Em outubro de 1997 encontrei David Bowie no aeroporto do Galeão, no Rio de Janeiro. Na
época, eu era estagiário da Infraero e estava cheio de dúvidas sobre que caminho seguir em minha
vida. Acredito que aquele inusitado encontro foi um recomeço, uma espécie de reset na
minha existência.
Bowie estava voltando ao Brasil pela segunda vez e estava em sua turnê Earthling, com
shows marcados em Curitiba, São Paulo e Rio de Janeiro. Enquanto eu devorava um saco de
jujubas, ele veio em minha direção, tirou os óculos escuros e, sem cerimônia, me encarou com
seus olhos anisocóricos, que congelaram minha alma.
Foram cerca de três minutos com o camaleão, que elegantemente fumava um cigarro
enquanto falava da ansiedade em fazer o show em Curitiba, naquela mesma noite. Ao tentar
apagar o cigarro em um cinzeiro, pedi o cigarro, o único que traguei em vida, vindo dos lábios
de Bowie. Em troca, ele roubou três jujubas que eu nervosamente retirava da embalagem.
Uma guimba por três jujubas. Bem justo.
Artisticamente, David Bowie foi a figura mais relevante do século XX. Sem ele, o rock e
vertentes como o glam, o rap, o funk e o eletrônico não seriam os mesmos. Bandas como o
The Cure, Echo and the Bunnymen, Bauhaus, Velvet Underground, Kraftwerk, Strokes, Nirvana,
Radiohead, Arcade Fire, além de artistas pop como Lady Gaga, Iggy Pop e Madonna talvez não
existissem, ou seriam completamente sem graça.
Acordar com a notícia de sua morte, exatamente há uma semana, no último domingo, foi uma das sensações mais desconfortantes que já senti.
Parei por quase meia hora olhando para o infinito que tantas vezes projetei em minha mente
ouvindo Ziggy Stardust e Space Oddity e chorei sem perceber, lembrando dos seus vários
heterônimos... Bowie podia ser quem quisesse ser: homem, mulher, gay, alien, velho ou
criança. Na minha adolescência, queria ser Aladdin Sane... Queria ser o “homem que vendeu o
mundo” ou então aquele herói, mesmo que “apenas por um dia”.

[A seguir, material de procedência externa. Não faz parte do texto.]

use crate::common::{build_failover, health_url, MockClock, MockHttpClient, A, B, C};
use kimaaka::core::network::{ClientError, LocalStore, SelectionPolicy};
use kimaaka::core::failover::OperationRunner;
use std::sync::{Arc, Mutex};
use std::time::Duration;
use tokio::time::Instant;

#[tokio::test]
async fn test_success_records_sticky_and_last_used() {
    let http = MockHttpClient::new();
    http.healthy(B);
    let clock = MockClock::new(42_000);

    let f = build_failover(&[A, B], http.clone(), clock, Arc::new(LocalStore::in_memory())).await;
    let result = f
        .runner
        .run(SelectionPolicy::Sequential, None, |base| async move {
            Ok::<_, String>(format!("served by {}", base))
        })
        .await
        .unwrap();

    assert_eq!(result, format!("served by {}", B));
    let state = f.store.load().await;
    assert_eq!(state.working_server_url.as_deref(), Some(B));
    assert_eq!(state.last_used_server.as_deref(), Some(B));
    assert_eq!(state.last_used_server_index, Some(1));
    assert_eq!(state.last_server_use_time, Some(42_000));
}

#[tokio::test]
async fn test_operation_failure_moves_to_next_server() {
    let http = MockHttpClient::new();
    for base in [A, B, C] {
        http.healthy(base);
    }

    let f = build_failover(&[A, B, C], http.clone(), MockClock::new(0), Arc::new(LocalStore::in_memory())).await;
    let seen = Mutex::new(Vec::new());
    let result = f
        .runner
        .run(SelectionPolicy::Sequential, None, |base| {
            seen.lock().unwrap().push(base.clone());
            async move {
                if base == A {
                    Err("HTTP 500".to_string())
                } else {
                    Ok(base)
                }
            }
        })
        .await
        .unwrap();

    assert_eq!(result, B);
    assert_eq!(*seen.lock().unwrap(), vec![A.to_string(), B.to_string()]);
    assert!(f.context.is_quarantined(A));
    assert_eq!(f.context.sticky().as_deref(), Some(B));
}

#[tokio::test]
async fn test_budget_exhaustion_reports_attempts_and_last_error() {
    let http = MockHttpClient::new();
    for base in [A, B, C] {
        http.healthy(base);
    }

    let f = build_failover(&[A, B, C], http.clone(), MockClock::new(0), Arc::new(LocalStore::in_memory())).await;
    let err = f
        .runner
        .run(SelectionPolicy::Sequential, None, |base| async move {
            Err::<(), _>(format!("{} rejected request", base))
        })
        .await
        .unwrap_err();

    match err {
        ClientError::AllServersFailed {
            attempts,
            last_error,
        } => {
            assert_eq!(attempts, 3);
            assert_eq!(last_error, format!("{} rejected request", C));
        }
        other => panic!("expected AllServersFailed, got {:?}", other),
    }
    assert!(f.context.sticky().is_none());
}

#[tokio::test]
async fn test_explicit_budget_limits_attempts() {
    let http = MockHttpClient::new();
    for base in [A, B, C] {
        http.healthy(base);
    }

    let f = build_failover(&[A, B, C], http.clone(), MockClock::new(0), Arc::new(LocalStore::in_memory())).await;
    let calls = Mutex::new(0usize);
    let err = f
        .runner
        .run(SelectionPolicy::Sequential, Some(2), |_base| {
            *calls.lock().unwrap() += 1;
            async { Err::<(), _>("nope") }
        })
        .await
        .unwrap_err();

    assert!(matches!(err, ClientError::AllServersFailed { attempts: 2, .. }));
    assert_eq!(*calls.lock().unwrap(), 2);
}

#[tokio::test]
async fn test_unreachable_pool_propagates_selector_error() {
    let http = MockHttpClient::new();
    let f = build_failover(&[A, B], http.clone(), MockClock::new(0), Arc::new(LocalStore::in_memory())).await;

    let err = f
        .runner
        .run(SelectionPolicy::Sequential, None, |_base| async { Ok::<_, String>(()) })
        .await
        .unwrap_err();
    assert!(matches!(err, ClientError::NoServerReachable { tried: 2 }));
}

#[tokio::test]
async fn test_selector_failure_mid_run_keeps_last_error() {
    let http = MockHttpClient::new();
    http.healthy(A);
    http.timeout(&health_url(B));

    let f = build_failover(&[A, B], http.clone(), MockClock::new(0), Arc::new(LocalStore::in_memory())).await;
    let err = f
        .runner
        .run(SelectionPolicy::Sequential, None, |_base| async { Err::<(), _>("HTTP 502") })
        .await
        .unwrap_err();

    // A answered health but failed the operation; the second resolution
    // found nothing healthy left.
    match err {
        ClientError::AllServersFailed { attempts, last_error } => {
            assert_eq!(attempts, 1);
            assert!(last_error.contains("No server reachable"));
        }
        other => panic!("expected AllServersFailed, got {:?}", other),
    }
}

#[tokio::test(start_paused = true)]
async fn test_pause_after_last_pool_member_fails() {
    let http = MockHttpClient::new();
    http.healthy(A);
    http.healthy(B);

    let f = build_failover(&[A, B], http.clone(), MockClock::new(0), Arc::new(LocalStore::in_memory())).await;
    let runner = OperationRunner::new(f.selector.clone(), 300);

    let start = Instant::now();
    let err = runner
        .run(SelectionPolicy::Sequential, Some(3), |_base| async move {
            Err::<(), _>("x".to_string())
        })
        .await
        .unwrap_err();
    let elapsed = start.elapsed();

    match err {
        ClientError::AllServersFailed { attempts, last_error } => {
            assert_eq!(attempts, 3);
            assert_eq!(last_error, "x");
        }
        other => panic!("expected AllServersFailed, got {:?}", other),
    }
    // One pause: after B empties the pool with budget left, none after the final attempt
    assert!(elapsed >= Duration::from_millis(300), "elapsed {:?}", elapsed);
    assert!(elapsed < Duration::from_millis(600), "elapsed {:?}", elapsed);
}

#[tokio::test(start_paused = true)]
async fn test_no_pause_when_budget_is_spent() {
    let http = MockHttpClient::new();
    http.healthy(A);
    http.healthy(B);

    let f = build_failover(&[A, B], http.clone(), MockClock::new(0), Arc::new(LocalStore::in_memory())).await;
    let runner = OperationRunner::new(f.selector.clone(), 300);

    let start = Instant::now();
    let err = runner
        .run(SelectionPolicy::Sequential, Some(2), |_base| async move {
            Err::<(), _>("x".to_string())
        })
        .await
        .unwrap_err();

    assert!(matches!(err, ClientError::AllServersFailed { attempts: 2, .. }));
    assert!(start.elapsed() < Duration::from_millis(300));
}

#[tokio::test(start_paused = true)]
async fn test_no_pause_while_pool_has_servers() {
    let http = MockHttpClient::new();
    for base in [A, B, C] {
        http.healthy(base);
    }

    let f = build_failover(&[A, B, C], http.clone(), MockClock::new(0), Arc::new(LocalStore::in_memory())).await;
    let runner = OperationRunner::new(f.selector.clone(), 300);

    let start = Instant::now();
    let served = runner
        .run(SelectionPolicy::Sequential, None, |base| async move {
            if base == C {
                Ok(base)
            } else {
                Err("HTTP 502".to_string())
            }
        })
        .await
        .unwrap();

    assert_eq!(served, C);
    assert!(start.elapsed() < Duration::from_millis(300));
}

Bowie havia feito 69 anos no último dia 8 de janeiro, data em que lançou mundialmente seu
25º disco, o esperado ★(ou Blackstar), gravado com uma banda de jazz nova-iorquina.
Na mesma noite em que Bowie partiu, talvez com a diferença de algumas horas antes, assistia
o clipe de Lazarus, uma das canções do novo álbum. A música é uma clara referência ao
personagem bíblico, ressuscitado por Jesus quatro dias após sua morte. Em uma cama de
hospital, com os olhos vendados por ataduras e botões assustadores nos locais dos olhos,
Bowie diz “olhe, eu estou no paraíso”. Quando a música termina, entra em um guarda-roupas
e finaliza “eu estarei livre. Não é assim, como eu?”.
Obviamente foi uma despedida. E planejada.
Bowie se libertou de sua doença e deixou para
nós uma linda e emocionante obra de arte.
Depois de cair na Terra, ele está retornando para o seu planeta de origem e orbita
sossegadamente pelo espaço. “A terra é azul e não há nada do que eu possa fazer.”